Search code examples
packagejuliadataframes.jl

Julia Package DataFrames 1.6.1 doesn't recognize old version DataFrames 1.3.4 file


I made a files by Julia serialize and that was on DataFrames 1.3.4. Now package DataFrames new version is 1.6.1. But when using DataFrames 1.6.1, julia doesn't recognize old version DataFrames 1.3.4 file. So I have to pin DataFrames version to old one. Is it going to be solved?

Old version file link is below. https://github.com/andyname/ADiGit/blob/214acca242c5a51bee17cf58d01fc5b9eabc11d4/NAL_IDv3723v3765vSI_WON_IDv20642120v20924959.cs


Solution

  • Serialization in Julia is meant to be a short-term storage format. I am quoting the documentation (you can read the source here):

    The data format can change in minor (1.x) Julia releases, but files written by prior 1.x versions will remain readable. The main exception to this is when the definition of a type in an external package changes. If that occurs, it may be necessary to specify an explicit compatible version of the affected package in your environment. Renaming functions, even private functions, inside packages can also put existing files out of sync. Anonymous functions require special care: because their names are automatically generated, minor code changes can cause them to be renamed. Serializing anonymous functions should be avoided in files intended for long-term storage.

    In some cases, the word size (32- or 64-bit) of the reading and writing machines must match. In rarer cases the OS or architecture must also match, for example when using packages that contain platform-dependent code.

    In short - you should not assume that when you move serialized data between different platform/OS/Julia/package versions they can be read back again.

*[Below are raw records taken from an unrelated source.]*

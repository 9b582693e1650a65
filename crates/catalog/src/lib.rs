//! Album records and the in-memory record store
//!
//! This crate defines the album data model shared by the HTTP adapters and
//! the service binary, together with the keyed store that owns every album
//! for the lifetime of the process.

pub mod album;
pub mod errors;
pub mod store;

pub use album::{Album, AlbumFields};
pub use errors::CatalogError;
pub use store::RecordStore;

/// Result type for catalog operations
pub type Result<T> = std::result::Result<T, CatalogError>;
//! In-memory record store
//!
//! A keyed map from album id to [`Album`], shared between request handlers
//! through cheap clones of the same handle. Nothing is persisted; the
//! contents live exactly as long as the process.

use std::collections::BTreeMap;
use std::sync::{Arc, PoisonError, RwLock, RwLockReadGuard, RwLockWriteGuard};

use tracing::debug;

use crate::album::{seed_albums, Album};
use crate::errors::CatalogError;
use crate::Result;

/// Shared handle to the album map.
///
/// Every operation takes the lock for its own duration only, so single
/// operations are atomic but sequences of them are not.
#[derive(Debug, Clone, Default)]
pub struct RecordStore {
    albums: Arc<RwLock<BTreeMap<String, Album>>>,
}

impl RecordStore {
    /// Create an empty store
    pub fn new() -> Self {
        Self::default()
    }

    /// Create a store holding the fixed seed albums
    pub fn seeded() -> Self {
        let store = Self::new();
        for album in seed_albums() {
            store.put(album.id.clone(), album);
        }
        store
    }

    /// Look up an album by id
    pub fn get(&self, id: &str) -> Result<Album> {
        self.read()
            .get(id)
            .cloned()
            .ok_or_else(|| CatalogError::AlbumNotFound { id: id.to_string() })
    }

    /// Insert or overwrite the album stored under `id`.
    ///
    /// Returns the album previously stored under that id, if any.
    pub fn put(&self, id: impl Into<String>, album: Album) -> Option<Album> {
        let id = id.into();
        let previous = self.write().insert(id.clone(), album);
        debug!("Stored album {} (overwrite: {})", id, previous.is_some());
        previous
    }

    /// Remove the album stored under `id`, returning it
    pub fn delete(&self, id: &str) -> Result<Album> {
        let removed = self
            .write()
            .remove(id)
            .ok_or_else(|| CatalogError::AlbumNotFound { id: id.to_string() })?;
        debug!("Deleted album {}", id);
        Ok(removed)
    }

    /// Snapshot of every stored album keyed by id
    pub fn list(&self) -> BTreeMap<String, Album> {
        self.read().clone()
    }

    /// Number of stored albums
    pub fn len(&self) -> usize {
        self.read().len()
    }

    /// Whether the store holds no albums
    pub fn is_empty(&self) -> bool {
        self.read().is_empty()
    }

    // No operation panics while holding the guard, so a poisoned lock still
    // protects a consistent map.
    fn read(&self) -> RwLockReadGuard<'_, BTreeMap<String, Album>> {
        self.albums.read().unwrap_or_else(PoisonError::into_inner)
    }

    fn write(&self) -> RwLockWriteGuard<'_, BTreeMap<String, Album>> {
        self.albums.write().unwrap_or_else(PoisonError::into_inner)
    }
}
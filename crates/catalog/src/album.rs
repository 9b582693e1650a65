//! Album record definitions.
//!
//! [`Album`] is the stored record. [`AlbumFields`] is the client-supplied
//! payload for creating one; the identifier always comes from the request
//! path, never from the body.

use serde::{Deserialize, Serialize};

/// A record album.
#[derive(Debug, Clone, Serialize, Deserialize, PartialEq)]
pub struct Album {
    /// Unique key within the record store
    pub id: String,
    /// Album title
    pub title: String,
    /// Performing artist
    pub artist: String,
    /// Price, no range enforced
    pub price: f64,
}

impl Album {
    /// Build an album from its parts.
    pub fn new(
        id: impl Into<String>,
        title: impl Into<String>,
        artist: impl Into<String>,
        price: f64,
    ) -> Self {
        Self {
            id: id.into(),
            title: title.into(),
            artist: artist.into(),
            price,
        }
    }
}

/// Body of a create request.
///
/// Missing members decode to their zero values. Unknown members (including a
/// stray `id`) are ignored.
#[derive(Debug, Clone, Default, Serialize, Deserialize, PartialEq)]
#[serde(default)]
pub struct AlbumFields {
    pub title: String,
    pub artist: String,
    pub price: f64,
}

impl AlbumFields {
    /// Attach an identifier, producing the album to store.
    pub fn into_album(self, id: impl Into<String>) -> Album {
        Album {
            id: id.into(),
            title: self.title,
            artist: self.artist,
            price: self.price,
        }
    }
}

/// The fixed albums every process starts with.
pub fn seed_albums() -> Vec<Album> {
    vec![
        Album::new("1", "Blue Train", "John Coltrane", 56.99),
        Album::new("2", "Jeru", "Gerry Mulligan", 17.99),
        Album::new("3", "Sarah Vaughan and Clifford Brown", "Sarah Vaughan", 39.99),
    ]
}

#[cfg(test)]
mod tests {
    use super::*;

    #[test]
    fn test_album_json_shape() {
        let album = Album::new("1", "Blue Train", "John Coltrane", 56.99);
        let json = serde_json::to_value(&album).unwrap();

        assert_eq!(json["id"], "1");
        assert_eq!(json["title"], "Blue Train");
        assert_eq!(json["artist"], "John Coltrane");
        assert_eq!(json["price"], 56.99);
    }

    #[test]
    fn test_fields_ignore_body_id() {
        let fields: AlbumFields = serde_json::from_str(
            r#"{"id": "ignored", "title": "X", "artist": "Y", "price": 9.99}"#,
        )
        .unwrap();

        let album = fields.into_album("4");
        assert_eq!(album, Album::new("4", "X", "Y", 9.99));
    }

    #[test]
    fn test_fields_default_missing_members() {
        let fields: AlbumFields = serde_json::from_str(r#"{"title": "X", "artist": "Y"}"#).unwrap();
        assert_eq!(fields.price, 0.0);

        let fields: AlbumFields = serde_json::from_str("{}").unwrap();
        assert_eq!(fields, AlbumFields::default());
    }

    #[test]
    fn test_fields_reject_undecodable_bodies() {
        let wrong_type =
            serde_json::from_str::<AlbumFields>(r#"{"title": "X", "artist": "Y", "price": "cheap"}"#);
        assert!(wrong_type.is_err());

        assert!(serde_json::from_str::<AlbumFields>("{not json").is_err());
        assert!(serde_json::from_slice::<AlbumFields>(b"").is_err());
    }

    #[test]
    fn test_seed_albums() {
        let seeds = seed_albums();
        assert_eq!(seeds.len(), 3);
        assert_eq!(seeds[0].title, "Blue Train");
        assert_eq!(seeds[1].artist, "Gerry Mulligan");
        assert_eq!(seeds[2].price, 39.99);
    }
}
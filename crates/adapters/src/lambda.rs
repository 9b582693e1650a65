//! AWS Lambda binding.
//!
//! `lambda_http` turns API Gateway and ALB invocation events into
//! `http::Request`s and turns our responses back into the matching response
//! events. This module only adapts bodies and paths so the same [`Router`]
//! used by the local listener can answer them.

use std::sync::Arc;

use axum::{
    body::Body,
    http::{Request, Uri},
    response::Response,
    Router,
};
use lambda_http::{service_fn, RequestExt};
use tower::ServiceExt as _;
use tracing::{debug, info};

/// Dispatches Lambda HTTP events through the album router.
#[derive(Clone)]
pub struct LambdaShim {
    router: Router,
}

impl LambdaShim {
    /// Wrap `router` for serverless invocation.
    pub fn new(router: Router) -> Self {
        Self { router }
    }

    /// Handle one translated invocation event.
    ///
    /// Routes match against the path the client requested, not the
    /// stage-prefixed one `lambda_http` builds for API Gateway events.
    pub async fn handle(&self, request: lambda_http::Request) -> Result<Response, lambda_http::Error> {
        let raw_path = request.raw_http_path().to_owned();
        let (mut parts, body) = request.into_parts();

        if let Some(uri) = with_path(&parts.uri, &raw_path) {
            parts.uri = uri;
        }
        debug!("Dispatching {} {}", parts.method, parts.uri.path());

        let request = Request::from_parts(parts, Body::from(body.to_vec()));
        let response = self.router.clone().oneshot(request).await?;
        Ok(response)
    }

    /// Hand control to the Lambda runtime; returns only on runtime failure.
    pub async fn run(self) -> anyhow::Result<()> {
        info!("Album service waiting for Lambda invocations");

        let shim = Arc::new(self);
        lambda_http::run(service_fn(move |request: lambda_http::Request| {
            let shim = Arc::clone(&shim);
            async move { shim.handle(request).await }
        }))
        .await
        .map_err(|e| anyhow::anyhow!("Lambda runtime failed: {}", e))
    }
}

/// `uri` with its path replaced by `path`, keeping scheme, authority and query.
///
/// Returns `None` for an empty `path`, which events without a raw path yield.
fn with_path(uri: &Uri, path: &str) -> Option<Uri> {
    if path.is_empty() {
        return None;
    }

    let path_and_query = match uri.query() {
        Some(query) => format!("{}?{}", path, query),
        None => path.to_string(),
    };

    let mut parts = uri.clone().into_parts();
    parts.path_and_query = Some(path_and_query.parse().ok()?);
    Uri::from_parts(parts).ok()
}
//! Indented JSON responses.

use axum::{
    http::{header, HeaderValue, StatusCode},
    response::{IntoResponse, Response},
};
use serde::Serialize;
use tracing::error;

const JSON_CONTENT_TYPE: &str = "application/json; charset=utf-8";

/// Serializes `T` as two-space indented JSON.
///
/// Behaves like `axum::Json` apart from the formatting.
#[derive(Debug, Clone)]
pub struct PrettyJson<T>(pub T);

impl<T: Serialize> IntoResponse for PrettyJson<T> {
    fn into_response(self) -> Response {
        match serde_json::to_vec_pretty(&self.0) {
            Ok(bytes) => (
                [(header::CONTENT_TYPE, HeaderValue::from_static(JSON_CONTENT_TYPE))],
                bytes,
            )
                .into_response(),
            Err(e) => {
                error!("Failed to serialize response body: {}", e);
                (
                    StatusCode::INTERNAL_SERVER_ERROR,
                    [(
                        header::CONTENT_TYPE,
                        HeaderValue::from_static("text/plain; charset=utf-8"),
                    )],
                    e.to_string(),
                )
                    .into_response()
            }
        }
    }
}
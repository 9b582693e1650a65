//! Album request handlers
//!
//! Each handler performs exactly one record store operation and renders the
//! outcome as JSON. Path parameters arrive already extracted by the router.

use std::collections::BTreeMap;

use albums_catalog::{Album, AlbumFields, RecordStore};
use axum::{
    body::Bytes,
    extract::{Path, State},
    http::StatusCode,
};
use tracing::{debug, info};

use crate::errors::ApiError;
use crate::response::PrettyJson;

/// `GET /albums`: every stored album keyed by id
pub async fn list_albums(State(store): State<RecordStore>) -> PrettyJson<BTreeMap<String, Album>> {
    let albums = store.list();
    debug!("Listing {} albums", albums.len());
    PrettyJson(albums)
}

/// `POST /albums/add/:id`: store the body under the path id.
///
/// The body is decoded regardless of its declared content type. An existing
/// album with the same id is replaced.
pub async fn create_album(
    State(store): State<RecordStore>,
    Path(id): Path<String>,
    body: Bytes,
) -> Result<(StatusCode, PrettyJson<Album>), ApiError> {
    let fields: AlbumFields = serde_json::from_slice(&body).map_err(|e| ApiError::InvalidBody {
        reason: e.to_string(),
    })?;

    let album = fields.into_album(id.clone());
    let replaced = store.put(id.clone(), album.clone());
    info!("Created album {} (replaced existing: {})", id, replaced.is_some());

    Ok((StatusCode::CREATED, PrettyJson(album)))
}

/// `GET /albums/:id`
pub async fn get_album(
    State(store): State<RecordStore>,
    Path(id): Path<String>,
) -> Result<PrettyJson<Album>, ApiError> {
    let album = store.get(&id)?;
    Ok(PrettyJson(album))
}

/// `DELETE /albums/delete/:id`: remove and echo the album
pub async fn delete_album(
    State(store): State<RecordStore>,
    Path(id): Path<String>,
) -> Result<PrettyJson<Album>, ApiError> {
    let removed = store.delete(&id)?;
    info!("Deleted album {}", id);
    Ok(PrettyJson(removed))
}

/// Fallback for paths no route matches
pub async fn route_not_found() -> ApiError {
    ApiError::RouteNotFound
}

#[cfg(test)]
mod tests {
    use super::*;
    use albums_catalog::CatalogError;

    #[tokio::test]
    async fn test_create_then_get() {
        let store = RecordStore::seeded();

        let body = Bytes::from_static(br#"{"title": "X", "artist": "Y", "price": 9.99}"#);
        let (status, PrettyJson(created)) =
            create_album(State(store.clone()), Path("4".to_string()), body)
                .await
                .unwrap();

        assert_eq!(status, StatusCode::CREATED);
        assert_eq!(created, Album::new("4", "X", "Y", 9.99));

        let PrettyJson(fetched) = get_album(State(store), Path("4".to_string()))
            .await
            .unwrap();
        assert_eq!(fetched, created);
    }

    #[tokio::test]
    async fn test_create_rejects_malformed_body() {
        let store = RecordStore::seeded();

        let result = create_album(
            State(store.clone()),
            Path("4".to_string()),
            Bytes::from_static(b"{not json"),
        )
        .await;

        assert!(matches!(result, Err(ApiError::InvalidBody { .. })));
        assert_eq!(store.len(), 3);
    }

    #[tokio::test]
    async fn test_delete_missing() {
        let store = RecordStore::seeded();

        let result = delete_album(State(store.clone()), Path("999".to_string())).await;
        match result {
            Err(ApiError::NotFound(CatalogError::AlbumNotFound { id })) => assert_eq!(id, "999"),
            other => panic!("Expected not found, got {:?}", other.map(|j| j.0)),
        }
        assert_eq!(store.len(), 3);
    }

    #[tokio::test]
    async fn test_list_empty_store() {
        let PrettyJson(albums) = list_albums(State(RecordStore::new())).await;
        assert!(albums.is_empty());
    }
}
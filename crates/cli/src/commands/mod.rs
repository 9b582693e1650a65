//! CLI command modules

pub mod serve;

pub use serve::{execute_serve_command, init_tracing};
//! Configuration type definitions
//!
//! This module contains the settings structures organized by concern.
//! Each type is self-contained with validation and sensible defaults.

pub mod database;
pub mod mlflow;

pub use database::DatabaseSettings;
pub use mlflow::MlflowSettings;

use serde::{Deserialize, Serialize};

/// Root settings object aggregating all sub-sections
///
/// Constructed once at startup via [`Settings::load`] or one of the
/// explicit loaders, then treated as read-only for the process lifetime.
/// Reloading means building a fresh object and swapping it in whole, not
/// mutating fields in place.
#[derive(Debug, Clone, Serialize, Deserialize, PartialEq)]
pub struct Settings {
    /// Experiment tracking settings
    #[serde(default)]
    pub mlflow: MlflowSettings,

    /// Backing database connection settings
    #[serde(default)]
    pub database: DatabaseSettings,
}

impl Settings {
    /// Top-level section names accepted in a configuration document
    pub const SECTIONS: &'static [&'static str] = &["mlflow", "database"];
}

impl Default for Settings {
    fn default() -> Self {
        Self {
            mlflow: MlflowSettings::default(),
            database: DatabaseSettings::default(),
        }
    }
}

impl crate::validation::Validate for Settings {
    fn validate(&self) -> crate::error::Result<()> {
        // Validate each sub-section
        self.mlflow.validate()?;
        self.database.validate()?;

        Ok(())
    }
}

#[cfg(test)]
mod tests {
    use super::*;
    use crate::validation::Validate;

    #[test]
    fn test_default_is_valid() {
        let settings = Settings::default();
        assert!(settings.validate().is_ok());
    }

    #[test]
    fn test_invalid_section_fails_root() {
        let settings = Settings {
            mlflow: MlflowSettings {
                tracking_uri: String::new(),
                ..Default::default()
            },
            ..Default::default()
        };
        assert!(settings.validate().is_err());
    }
}
//! Wire types for the tracking server REST API

use serde::Deserialize;

/// An experiment registered with the tracking server
///
/// Servers attach more fields than these; unknown ones are ignored.
#[derive(Debug, Clone, Deserialize)]
pub struct Experiment {
    pub experiment_id: String,
    pub name: String,
    #[serde(default)]
    pub artifact_location: Option<String>,
    #[serde(default)]
    pub lifecycle_stage: Option<String>,
}

#[derive(Debug, Deserialize)]
pub(crate) struct CreateExperimentResponse {
    pub experiment_id: String,
}

#[derive(Debug, Deserialize)]
pub(crate) struct GetExperimentByNameResponse {
    pub experiment: Experiment,
}

/// Error payload the tracking API returns for non-success statuses
#[derive(Debug, Deserialize)]
pub(crate) struct ApiErrorBody {
    pub error_code: String,
    #[serde(default)]
    pub message: String,
}
//! Experiment bootstrap for mlrig
//!
//! Loads settings, points a tracking client at the configured server, and
//! makes sure the configured experiment exists before any run starts.

use anyhow::{Context, Result};
use mlrig_config::error::ErrorFormatter;
use mlrig_config::Settings;
use mlrig_tracking::TrackingClient;
use tracing::info;
use tracing_subscriber::EnvFilter;

/// Experiment used when the settings do not name one
const FALLBACK_EXPERIMENT: &str = "DefaultExperiment";

fn main() -> Result<()> {
    tracing_subscriber::fmt()
        .with_env_filter(EnvFilter::new(
            std::env::var("RUST_LOG").unwrap_or_else(|_| "info".to_string()),
        ))
        .init();

    let settings = match Settings::load() {
        Ok(settings) => settings,
        Err(e) => {
            eprintln!("{}", ErrorFormatter::new(e));
            std::process::exit(1);
        }
    };

    run(&settings)
}

fn run(settings: &Settings) -> Result<()> {
    info!(
        tracking_uri = %settings.mlflow.tracking_uri,
        db_host = %settings.database.host,
        db_name = %settings.database.database,
        "settings loaded"
    );

    let client = TrackingClient::new(&settings.mlflow.tracking_uri)
        .context("failed to build tracking client")?;

    let experiment_name = settings
        .mlflow
        .experiment_name
        .as_deref()
        .unwrap_or(FALLBACK_EXPERIMENT);

    let experiment_id = client
        .ensure_experiment(experiment_name, settings.mlflow.artifact_location.as_deref())
        .with_context(|| format!("failed to initialize experiment '{}'", experiment_name))?;

    info!(experiment = experiment_name, %experiment_id, "experiment ready");

    Ok(())
}
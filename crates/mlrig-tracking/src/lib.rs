//! Client for the MLflow tracking server
//!
//! This crate covers the small slice of the tracking REST API the rest of
//! the workspace needs: creating an experiment at startup and resolving
//! one that already exists. Calls are blocking; there is no retry policy.
//!
//! # Example
//!
//! ```no_run
//! use mlrig_tracking::TrackingClient;
//!
//! let client = TrackingClient::new("http://localhost:5000")?;
//! let experiment_id = client.ensure_experiment("DefaultExperiment", None)?;
//! # Ok::<(), mlrig_tracking::TrackingError>(())
//! ```

pub mod client;
pub mod error;
pub mod types;

pub use client::TrackingClient;
pub use error::{Result, TrackingError, RESOURCE_ALREADY_EXISTS};
pub use types::Experiment;
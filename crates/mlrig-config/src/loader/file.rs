//! File-based configuration loading

use crate::{error::ConfigError, Result, Settings, Validate};
use std::fs;
use std::io::ErrorKind;
use std::path::Path;

/// Load settings from a YAML file
///
/// A missing file is reported as [`ConfigError::FileNotFound`]; any other
/// read failure keeps its underlying IO error.
pub fn load_from_file<P: AsRef<Path>>(path: P) -> Result<Settings> {
    let path = path.as_ref();

    // Read file contents
    let content = fs::read_to_string(path).map_err(|e| match e.kind() {
        ErrorKind::NotFound => ConfigError::FileNotFound {
            path: path.to_path_buf(),
        },
        _ => ConfigError::IoError {
            path: path.to_path_buf(),
            source: e,
        },
    })?;

    // Parse with the path threaded through for error messages
    let settings = super::yaml::parse_with_path(&content, path.to_str())?;

    // Validate before returning
    settings.validate()?;

    Ok(settings)
}

#[cfg(test)]
mod tests {
    use super::*;
    use tempfile::TempDir;

    #[test]
    fn test_missing_file() {
        let result = load_from_file("no-such-config.yaml");
        assert!(matches!(result, Err(ConfigError::FileNotFound { .. })));
    }

    #[test]
    fn test_load_valid_file() {
        let dir = TempDir::new().unwrap();
        let path = dir.path().join("config.yaml");
        std::fs::write(&path, "database:\n  host: db1\n").unwrap();

        let settings = load_from_file(&path).unwrap();
        assert_eq!(settings.database.host, "db1");
    }

    #[test]
    fn test_invalid_settings_rejected() {
        let dir = TempDir::new().unwrap();
        let path = dir.path().join("config.yaml");
        std::fs::write(&path, "mlflow:\n  tracking_uri: \"\"\n").unwrap();

        let result = load_from_file(&path);
        assert!(matches!(result, Err(ConfigError::ValidationError { .. })));
    }
}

    What you can do assuming that platform, OS, and Julia versions remain the same, but only DataFrames.jl version changes nad I also assume that you are:

    • Using standard Julia types in your DataFrame (if not then the same problems will be caused by changing versions of the packages providing these types)
    • You do not use metadata (this is an extra comment for future readers, in DataFrames.jl 1.3.4 there was no support for metadata).

    Under these conditions the simplest thing to do is:

    1. Install DataFrames.jl 1.3.4 on in your project environment.
    2. Deserialize old data frame, e.g. to df variable.
    3. Convert this data frame to a NamedTuple by writing nt = Tables.columntable(df)
    4. Serialize nt
    5. Restart Julia session and start a new project with DataFrames.jl 1.6.1.
    6. Deserialize file storing nt.
    7. Re-create a data frame df = DataFrame(nt).

    This procedure will work because we fall back to standard Julia type (NamedTuple), which will be correctly serialized/deserialized on the same platform, OS, and Julia version.

    Now, why is this so complex? The reason is that serialization is not part of DataFrames.jl. It is a standard Julia mechanism unaware of DataFrames.jl package existence.

    For the future you might consider storing your data in e.g. Arrow.jl format. This format is independent from Julia or DataFrames.jl so it should be stable (and as a bonus you can load/save the files in this format in other ecosystems, e.g. Python or R).